**TASK INPUT**.

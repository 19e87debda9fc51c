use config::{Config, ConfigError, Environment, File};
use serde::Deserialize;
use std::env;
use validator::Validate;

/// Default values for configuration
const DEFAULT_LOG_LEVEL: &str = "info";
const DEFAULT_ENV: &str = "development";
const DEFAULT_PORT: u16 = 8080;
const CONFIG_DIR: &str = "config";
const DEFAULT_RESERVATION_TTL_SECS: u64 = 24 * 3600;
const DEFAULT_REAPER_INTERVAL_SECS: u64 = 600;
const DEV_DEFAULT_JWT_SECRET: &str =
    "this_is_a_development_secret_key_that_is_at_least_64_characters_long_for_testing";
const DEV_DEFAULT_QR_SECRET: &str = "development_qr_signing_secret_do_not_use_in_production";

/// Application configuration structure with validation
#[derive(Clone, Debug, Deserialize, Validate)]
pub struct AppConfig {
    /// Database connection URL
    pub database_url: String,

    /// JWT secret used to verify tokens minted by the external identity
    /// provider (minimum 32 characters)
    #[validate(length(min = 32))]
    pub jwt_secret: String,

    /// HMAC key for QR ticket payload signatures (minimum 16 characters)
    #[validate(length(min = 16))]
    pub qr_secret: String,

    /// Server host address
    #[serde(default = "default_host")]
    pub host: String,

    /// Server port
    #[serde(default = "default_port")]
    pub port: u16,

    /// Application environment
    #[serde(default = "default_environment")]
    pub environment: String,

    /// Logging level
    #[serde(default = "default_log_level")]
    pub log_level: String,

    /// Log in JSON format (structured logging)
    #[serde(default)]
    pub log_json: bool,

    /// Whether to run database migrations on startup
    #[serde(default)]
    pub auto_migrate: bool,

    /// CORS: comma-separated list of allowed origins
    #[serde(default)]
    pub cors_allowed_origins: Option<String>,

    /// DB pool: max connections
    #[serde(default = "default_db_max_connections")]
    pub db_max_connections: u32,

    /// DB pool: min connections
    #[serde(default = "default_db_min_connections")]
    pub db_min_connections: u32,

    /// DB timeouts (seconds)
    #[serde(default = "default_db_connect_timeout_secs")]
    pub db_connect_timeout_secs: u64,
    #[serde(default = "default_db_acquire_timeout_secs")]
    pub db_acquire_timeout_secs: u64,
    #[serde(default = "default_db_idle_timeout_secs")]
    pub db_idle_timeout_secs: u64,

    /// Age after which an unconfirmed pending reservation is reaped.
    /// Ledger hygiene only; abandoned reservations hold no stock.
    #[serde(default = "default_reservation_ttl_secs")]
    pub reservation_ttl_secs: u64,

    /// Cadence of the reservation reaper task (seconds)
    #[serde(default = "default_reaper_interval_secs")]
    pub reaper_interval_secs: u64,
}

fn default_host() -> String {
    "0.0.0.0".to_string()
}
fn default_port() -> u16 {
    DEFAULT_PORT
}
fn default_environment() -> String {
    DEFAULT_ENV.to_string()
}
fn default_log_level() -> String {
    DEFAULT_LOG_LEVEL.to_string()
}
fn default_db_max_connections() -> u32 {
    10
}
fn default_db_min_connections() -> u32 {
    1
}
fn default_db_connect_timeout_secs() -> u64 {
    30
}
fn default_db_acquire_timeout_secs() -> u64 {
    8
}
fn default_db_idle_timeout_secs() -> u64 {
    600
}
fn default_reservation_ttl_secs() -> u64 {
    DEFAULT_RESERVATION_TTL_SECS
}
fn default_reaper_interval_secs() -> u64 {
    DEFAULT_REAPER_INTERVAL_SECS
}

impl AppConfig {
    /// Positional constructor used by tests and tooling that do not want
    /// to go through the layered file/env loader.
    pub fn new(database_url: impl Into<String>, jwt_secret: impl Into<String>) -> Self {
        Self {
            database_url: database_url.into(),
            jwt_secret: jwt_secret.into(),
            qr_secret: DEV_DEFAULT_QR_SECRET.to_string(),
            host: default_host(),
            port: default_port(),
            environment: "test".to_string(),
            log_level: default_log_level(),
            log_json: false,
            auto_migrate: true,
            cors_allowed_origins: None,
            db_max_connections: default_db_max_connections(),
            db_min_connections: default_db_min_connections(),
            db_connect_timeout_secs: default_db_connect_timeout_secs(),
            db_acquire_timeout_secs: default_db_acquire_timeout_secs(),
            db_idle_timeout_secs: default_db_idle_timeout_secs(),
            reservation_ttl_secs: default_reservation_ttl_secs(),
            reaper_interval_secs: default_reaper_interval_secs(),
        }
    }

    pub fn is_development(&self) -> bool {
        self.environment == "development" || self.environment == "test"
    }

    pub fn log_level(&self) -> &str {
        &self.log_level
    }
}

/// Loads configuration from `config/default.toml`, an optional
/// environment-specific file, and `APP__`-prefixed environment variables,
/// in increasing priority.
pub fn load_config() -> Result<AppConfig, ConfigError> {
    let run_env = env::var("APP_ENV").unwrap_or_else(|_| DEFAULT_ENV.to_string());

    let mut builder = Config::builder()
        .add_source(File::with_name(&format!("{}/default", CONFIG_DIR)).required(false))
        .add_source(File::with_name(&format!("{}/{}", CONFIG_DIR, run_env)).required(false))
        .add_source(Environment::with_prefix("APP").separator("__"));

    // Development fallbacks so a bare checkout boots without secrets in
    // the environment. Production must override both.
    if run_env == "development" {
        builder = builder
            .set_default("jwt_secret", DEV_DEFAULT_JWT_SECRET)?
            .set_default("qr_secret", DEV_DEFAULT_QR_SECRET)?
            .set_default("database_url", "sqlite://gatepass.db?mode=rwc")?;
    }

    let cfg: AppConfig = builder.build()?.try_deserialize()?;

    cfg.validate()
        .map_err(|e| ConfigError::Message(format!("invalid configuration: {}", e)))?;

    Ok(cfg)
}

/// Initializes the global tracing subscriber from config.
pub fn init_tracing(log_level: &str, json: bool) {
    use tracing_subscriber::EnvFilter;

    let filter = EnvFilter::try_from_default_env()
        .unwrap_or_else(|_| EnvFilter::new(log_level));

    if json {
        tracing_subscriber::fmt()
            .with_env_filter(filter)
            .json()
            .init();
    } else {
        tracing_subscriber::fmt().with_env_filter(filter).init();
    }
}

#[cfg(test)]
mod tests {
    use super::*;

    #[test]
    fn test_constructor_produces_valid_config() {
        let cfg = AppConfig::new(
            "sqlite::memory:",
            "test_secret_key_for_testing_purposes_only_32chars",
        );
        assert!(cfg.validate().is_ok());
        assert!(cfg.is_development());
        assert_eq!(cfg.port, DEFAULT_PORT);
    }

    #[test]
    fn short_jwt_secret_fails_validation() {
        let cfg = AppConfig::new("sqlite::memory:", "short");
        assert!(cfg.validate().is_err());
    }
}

==

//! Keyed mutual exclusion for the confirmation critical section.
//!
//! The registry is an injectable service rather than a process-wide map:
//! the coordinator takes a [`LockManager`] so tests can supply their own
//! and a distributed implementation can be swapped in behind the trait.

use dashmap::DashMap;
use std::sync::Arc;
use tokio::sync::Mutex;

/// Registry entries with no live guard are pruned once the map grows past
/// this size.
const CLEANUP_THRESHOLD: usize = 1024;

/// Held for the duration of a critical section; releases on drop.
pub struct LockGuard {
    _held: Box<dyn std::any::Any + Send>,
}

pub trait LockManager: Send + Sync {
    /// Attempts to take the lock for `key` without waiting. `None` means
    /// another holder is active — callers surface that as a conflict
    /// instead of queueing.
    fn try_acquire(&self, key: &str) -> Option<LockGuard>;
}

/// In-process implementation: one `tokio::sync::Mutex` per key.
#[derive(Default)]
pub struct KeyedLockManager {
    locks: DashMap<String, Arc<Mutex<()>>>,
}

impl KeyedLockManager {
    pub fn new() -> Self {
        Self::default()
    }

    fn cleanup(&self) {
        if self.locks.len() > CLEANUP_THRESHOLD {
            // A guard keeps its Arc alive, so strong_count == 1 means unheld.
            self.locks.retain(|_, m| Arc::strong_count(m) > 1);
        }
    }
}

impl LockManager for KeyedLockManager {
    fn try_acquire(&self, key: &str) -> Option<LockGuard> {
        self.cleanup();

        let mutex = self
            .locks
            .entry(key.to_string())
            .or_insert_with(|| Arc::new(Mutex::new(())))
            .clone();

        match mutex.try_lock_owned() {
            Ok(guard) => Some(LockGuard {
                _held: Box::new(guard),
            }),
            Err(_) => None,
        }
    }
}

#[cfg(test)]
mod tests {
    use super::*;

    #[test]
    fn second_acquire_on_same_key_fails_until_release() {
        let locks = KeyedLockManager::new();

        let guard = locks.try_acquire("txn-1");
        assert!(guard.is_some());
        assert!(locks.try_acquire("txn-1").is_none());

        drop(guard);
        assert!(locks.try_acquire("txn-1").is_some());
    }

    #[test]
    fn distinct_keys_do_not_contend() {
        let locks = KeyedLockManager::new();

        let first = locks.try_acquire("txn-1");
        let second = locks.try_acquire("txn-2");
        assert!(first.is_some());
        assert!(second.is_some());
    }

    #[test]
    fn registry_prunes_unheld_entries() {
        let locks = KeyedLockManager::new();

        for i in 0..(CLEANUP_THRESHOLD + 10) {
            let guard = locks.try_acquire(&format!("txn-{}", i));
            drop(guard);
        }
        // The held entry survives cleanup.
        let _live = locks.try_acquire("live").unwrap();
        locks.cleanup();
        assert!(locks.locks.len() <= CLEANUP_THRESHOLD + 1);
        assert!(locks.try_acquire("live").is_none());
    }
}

==

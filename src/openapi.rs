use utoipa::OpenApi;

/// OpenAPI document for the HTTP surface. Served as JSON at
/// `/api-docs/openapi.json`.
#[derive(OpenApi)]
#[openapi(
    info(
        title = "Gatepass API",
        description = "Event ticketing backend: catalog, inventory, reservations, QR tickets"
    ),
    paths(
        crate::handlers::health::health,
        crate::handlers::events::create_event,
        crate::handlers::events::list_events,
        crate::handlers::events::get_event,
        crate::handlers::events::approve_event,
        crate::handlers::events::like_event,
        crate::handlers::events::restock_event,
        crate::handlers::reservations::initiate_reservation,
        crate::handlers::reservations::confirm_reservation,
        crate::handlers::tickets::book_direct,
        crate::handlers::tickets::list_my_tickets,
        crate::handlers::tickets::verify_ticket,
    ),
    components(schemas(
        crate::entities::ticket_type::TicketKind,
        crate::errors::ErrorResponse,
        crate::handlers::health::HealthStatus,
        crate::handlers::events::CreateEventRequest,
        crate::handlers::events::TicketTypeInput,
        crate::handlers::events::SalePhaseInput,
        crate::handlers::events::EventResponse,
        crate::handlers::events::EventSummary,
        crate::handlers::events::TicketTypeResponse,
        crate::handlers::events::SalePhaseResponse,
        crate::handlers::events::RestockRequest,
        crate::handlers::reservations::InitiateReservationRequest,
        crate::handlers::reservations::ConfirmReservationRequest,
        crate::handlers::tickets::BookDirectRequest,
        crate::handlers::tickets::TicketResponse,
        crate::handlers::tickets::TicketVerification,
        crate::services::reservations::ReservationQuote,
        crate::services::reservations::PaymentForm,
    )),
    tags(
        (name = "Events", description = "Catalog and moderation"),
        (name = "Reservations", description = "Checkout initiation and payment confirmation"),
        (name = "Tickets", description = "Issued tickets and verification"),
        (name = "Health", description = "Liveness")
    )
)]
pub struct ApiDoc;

**WHAT YOU SHOULD DO**.
Scan the records for the string "LockGuard". Copy each line in which it appears.

**YOUR RESPONSE**.
pub struct LockGuard {
    fn try_acquire(&self, key: &str) -> Option<LockGuard>;
    fn try_acquire(&self, key: &str) -> Option<LockGuard> {
            Ok(guard) => Some(LockGuard {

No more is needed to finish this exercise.